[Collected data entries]
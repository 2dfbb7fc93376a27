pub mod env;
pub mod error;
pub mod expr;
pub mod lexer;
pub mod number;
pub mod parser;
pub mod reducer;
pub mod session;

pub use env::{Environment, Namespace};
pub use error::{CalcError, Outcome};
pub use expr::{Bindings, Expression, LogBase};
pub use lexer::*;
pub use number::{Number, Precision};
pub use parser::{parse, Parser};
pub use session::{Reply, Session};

==

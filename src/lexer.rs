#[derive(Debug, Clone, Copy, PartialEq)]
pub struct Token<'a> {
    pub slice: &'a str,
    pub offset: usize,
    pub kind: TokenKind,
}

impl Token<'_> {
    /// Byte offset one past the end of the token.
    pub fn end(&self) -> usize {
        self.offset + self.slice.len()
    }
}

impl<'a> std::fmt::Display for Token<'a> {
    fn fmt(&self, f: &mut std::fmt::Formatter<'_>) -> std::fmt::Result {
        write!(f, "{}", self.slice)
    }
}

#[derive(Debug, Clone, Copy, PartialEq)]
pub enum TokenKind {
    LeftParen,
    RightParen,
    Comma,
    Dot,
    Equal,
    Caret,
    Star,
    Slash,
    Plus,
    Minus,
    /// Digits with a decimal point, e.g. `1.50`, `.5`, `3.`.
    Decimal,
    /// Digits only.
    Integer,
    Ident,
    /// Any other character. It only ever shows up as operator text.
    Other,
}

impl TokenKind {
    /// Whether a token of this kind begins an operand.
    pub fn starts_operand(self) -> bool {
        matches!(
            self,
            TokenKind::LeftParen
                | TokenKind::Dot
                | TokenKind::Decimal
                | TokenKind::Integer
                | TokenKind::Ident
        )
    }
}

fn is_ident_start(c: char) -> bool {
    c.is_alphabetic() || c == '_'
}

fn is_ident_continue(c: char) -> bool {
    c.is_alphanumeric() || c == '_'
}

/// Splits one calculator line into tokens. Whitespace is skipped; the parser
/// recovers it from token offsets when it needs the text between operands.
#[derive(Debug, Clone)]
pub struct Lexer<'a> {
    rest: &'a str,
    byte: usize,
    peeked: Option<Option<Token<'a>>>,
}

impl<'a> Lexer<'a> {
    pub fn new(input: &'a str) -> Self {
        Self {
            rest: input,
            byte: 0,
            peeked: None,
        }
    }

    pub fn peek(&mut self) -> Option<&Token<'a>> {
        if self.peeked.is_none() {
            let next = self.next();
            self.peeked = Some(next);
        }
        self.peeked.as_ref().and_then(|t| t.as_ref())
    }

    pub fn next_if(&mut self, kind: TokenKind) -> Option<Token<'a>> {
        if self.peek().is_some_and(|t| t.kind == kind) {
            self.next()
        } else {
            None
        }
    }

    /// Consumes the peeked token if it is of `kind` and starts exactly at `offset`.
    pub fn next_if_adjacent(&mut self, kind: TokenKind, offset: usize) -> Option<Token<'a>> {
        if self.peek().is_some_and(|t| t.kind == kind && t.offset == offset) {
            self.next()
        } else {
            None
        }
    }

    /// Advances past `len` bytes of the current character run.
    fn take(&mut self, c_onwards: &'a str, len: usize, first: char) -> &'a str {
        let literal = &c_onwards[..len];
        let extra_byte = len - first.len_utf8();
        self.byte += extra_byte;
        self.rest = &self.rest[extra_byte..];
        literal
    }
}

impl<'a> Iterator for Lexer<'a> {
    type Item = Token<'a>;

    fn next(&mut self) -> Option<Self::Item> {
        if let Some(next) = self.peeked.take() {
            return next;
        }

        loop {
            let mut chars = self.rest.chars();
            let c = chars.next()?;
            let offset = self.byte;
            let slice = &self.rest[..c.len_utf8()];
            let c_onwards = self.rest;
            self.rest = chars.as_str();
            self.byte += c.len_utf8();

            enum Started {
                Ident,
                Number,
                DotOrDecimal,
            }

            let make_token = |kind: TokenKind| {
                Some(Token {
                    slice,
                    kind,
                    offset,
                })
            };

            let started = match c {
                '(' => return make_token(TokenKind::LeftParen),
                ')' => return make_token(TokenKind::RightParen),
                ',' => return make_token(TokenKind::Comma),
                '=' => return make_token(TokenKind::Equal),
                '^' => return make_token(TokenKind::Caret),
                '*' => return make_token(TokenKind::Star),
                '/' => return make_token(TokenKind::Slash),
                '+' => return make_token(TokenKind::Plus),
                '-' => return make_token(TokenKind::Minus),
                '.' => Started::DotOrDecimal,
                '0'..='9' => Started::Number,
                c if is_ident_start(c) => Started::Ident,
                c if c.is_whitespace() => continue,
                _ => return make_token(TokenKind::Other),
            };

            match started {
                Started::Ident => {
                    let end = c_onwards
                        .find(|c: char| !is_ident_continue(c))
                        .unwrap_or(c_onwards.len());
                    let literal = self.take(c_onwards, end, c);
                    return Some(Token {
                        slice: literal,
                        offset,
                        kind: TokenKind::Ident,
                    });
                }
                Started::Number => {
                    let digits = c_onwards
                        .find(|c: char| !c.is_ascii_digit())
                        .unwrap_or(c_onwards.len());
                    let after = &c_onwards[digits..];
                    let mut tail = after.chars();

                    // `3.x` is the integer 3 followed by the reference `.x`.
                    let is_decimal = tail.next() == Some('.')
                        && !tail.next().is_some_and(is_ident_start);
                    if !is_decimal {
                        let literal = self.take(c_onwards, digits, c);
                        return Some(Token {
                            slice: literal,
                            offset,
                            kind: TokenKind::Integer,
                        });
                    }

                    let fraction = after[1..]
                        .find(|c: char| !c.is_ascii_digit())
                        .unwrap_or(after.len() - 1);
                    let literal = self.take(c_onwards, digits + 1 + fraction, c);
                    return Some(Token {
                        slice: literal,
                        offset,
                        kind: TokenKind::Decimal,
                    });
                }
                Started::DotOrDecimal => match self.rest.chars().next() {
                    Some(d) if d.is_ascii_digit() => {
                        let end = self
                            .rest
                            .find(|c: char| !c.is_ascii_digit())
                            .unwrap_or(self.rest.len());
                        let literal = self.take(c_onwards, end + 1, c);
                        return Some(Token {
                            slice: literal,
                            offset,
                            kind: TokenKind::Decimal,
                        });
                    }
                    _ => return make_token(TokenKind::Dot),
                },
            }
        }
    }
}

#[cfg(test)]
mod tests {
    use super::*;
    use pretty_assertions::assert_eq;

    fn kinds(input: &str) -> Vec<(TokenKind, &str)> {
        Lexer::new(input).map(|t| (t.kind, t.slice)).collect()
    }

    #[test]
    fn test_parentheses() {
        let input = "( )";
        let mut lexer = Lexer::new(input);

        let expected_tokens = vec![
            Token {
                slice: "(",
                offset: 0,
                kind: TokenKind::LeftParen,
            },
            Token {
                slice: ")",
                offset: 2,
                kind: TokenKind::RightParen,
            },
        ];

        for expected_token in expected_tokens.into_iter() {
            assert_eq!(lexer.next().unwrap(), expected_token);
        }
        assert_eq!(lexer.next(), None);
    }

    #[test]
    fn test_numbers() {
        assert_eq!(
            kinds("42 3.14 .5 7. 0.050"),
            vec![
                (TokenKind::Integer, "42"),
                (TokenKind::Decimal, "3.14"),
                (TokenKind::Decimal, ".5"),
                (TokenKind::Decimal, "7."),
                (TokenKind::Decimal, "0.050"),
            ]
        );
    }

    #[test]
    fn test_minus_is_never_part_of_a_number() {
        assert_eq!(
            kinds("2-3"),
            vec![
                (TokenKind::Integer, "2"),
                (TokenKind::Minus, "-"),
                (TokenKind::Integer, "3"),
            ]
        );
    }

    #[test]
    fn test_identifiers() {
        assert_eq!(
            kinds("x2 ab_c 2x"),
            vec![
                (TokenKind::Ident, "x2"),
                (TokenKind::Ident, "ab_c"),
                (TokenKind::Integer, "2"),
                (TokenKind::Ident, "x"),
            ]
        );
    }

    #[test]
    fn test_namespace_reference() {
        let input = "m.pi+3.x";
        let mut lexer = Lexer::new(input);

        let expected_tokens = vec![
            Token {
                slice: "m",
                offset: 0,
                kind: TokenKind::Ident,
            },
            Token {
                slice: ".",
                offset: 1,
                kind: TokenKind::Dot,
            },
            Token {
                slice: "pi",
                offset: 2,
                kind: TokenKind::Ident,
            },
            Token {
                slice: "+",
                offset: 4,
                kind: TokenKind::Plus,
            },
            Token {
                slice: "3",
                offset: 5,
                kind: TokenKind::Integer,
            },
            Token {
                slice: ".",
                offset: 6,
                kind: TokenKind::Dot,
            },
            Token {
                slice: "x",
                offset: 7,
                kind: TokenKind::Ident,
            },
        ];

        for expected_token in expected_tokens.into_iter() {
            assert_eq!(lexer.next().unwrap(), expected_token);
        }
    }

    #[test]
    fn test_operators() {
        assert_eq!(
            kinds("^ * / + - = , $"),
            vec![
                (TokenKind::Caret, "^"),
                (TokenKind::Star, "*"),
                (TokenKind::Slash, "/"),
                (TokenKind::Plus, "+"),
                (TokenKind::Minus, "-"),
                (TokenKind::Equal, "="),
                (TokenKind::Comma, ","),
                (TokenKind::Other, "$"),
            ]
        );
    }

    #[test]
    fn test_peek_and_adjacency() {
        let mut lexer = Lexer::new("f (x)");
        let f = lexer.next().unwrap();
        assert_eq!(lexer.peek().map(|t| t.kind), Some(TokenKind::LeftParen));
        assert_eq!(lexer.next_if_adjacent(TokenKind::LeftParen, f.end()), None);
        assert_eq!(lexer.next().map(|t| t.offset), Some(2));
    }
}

Your task: Copy the records above exactly, beginning at the line that contains "pub enum TokenKind" and stopping after the line that contains "if self.peek().is_some_and(|t| t.kind == kind)".

Answer to this task:
pub enum TokenKind {
    LeftParen,
    RightParen,
    Comma,
    Dot,
    Equal,
    Caret,
    Star,
    Slash,
    Plus,
    Minus,
    /// Digits with a decimal point, e.g. `1.50`, `.5`, `3.`.
    Decimal,
    /// Digits only.
    Integer,
    Ident,
    /// Any other character. It only ever shows up as operator text.
    Other,
}

impl TokenKind {
    /// Whether a token of this kind begins an operand.
    pub fn starts_operand(self) -> bool {
        matches!(
            self,
            TokenKind::LeftParen
                | TokenKind::Dot
                | TokenKind::Decimal
                | TokenKind::Integer
                | TokenKind::Ident
        )
    }
}

fn is_ident_start(c: char) -> bool {
    c.is_alphabetic() || c == '_'
}

fn is_ident_continue(c: char) -> bool {
    c.is_alphanumeric() || c == '_'
}

/// Splits one calculator line into tokens. Whitespace is skipped; the parser
/// recovers it from token offsets when it needs the text between operands.
#[derive(Debug, Clone)]
pub struct Lexer<'a> {
    rest: &'a str,
    byte: usize,
    peeked: Option<Option<Token<'a>>>,
}

impl<'a> Lexer<'a> {
    pub fn new(input: &'a str) -> Self {
        Self {
            rest: input,
            byte: 0,
            peeked: None,
        }
    }

    pub fn peek(&mut self) -> Option<&Token<'a>> {
        if self.peeked.is_none() {
            let next = self.next();
            self.peeked = Some(next);
        }
        self.peeked.as_ref().and_then(|t| t.as_ref())
    }

    pub fn next_if(&mut self, kind: TokenKind) -> Option<Token<'a>> {
        if self.peek().is_some_and(|t| t.kind == kind) {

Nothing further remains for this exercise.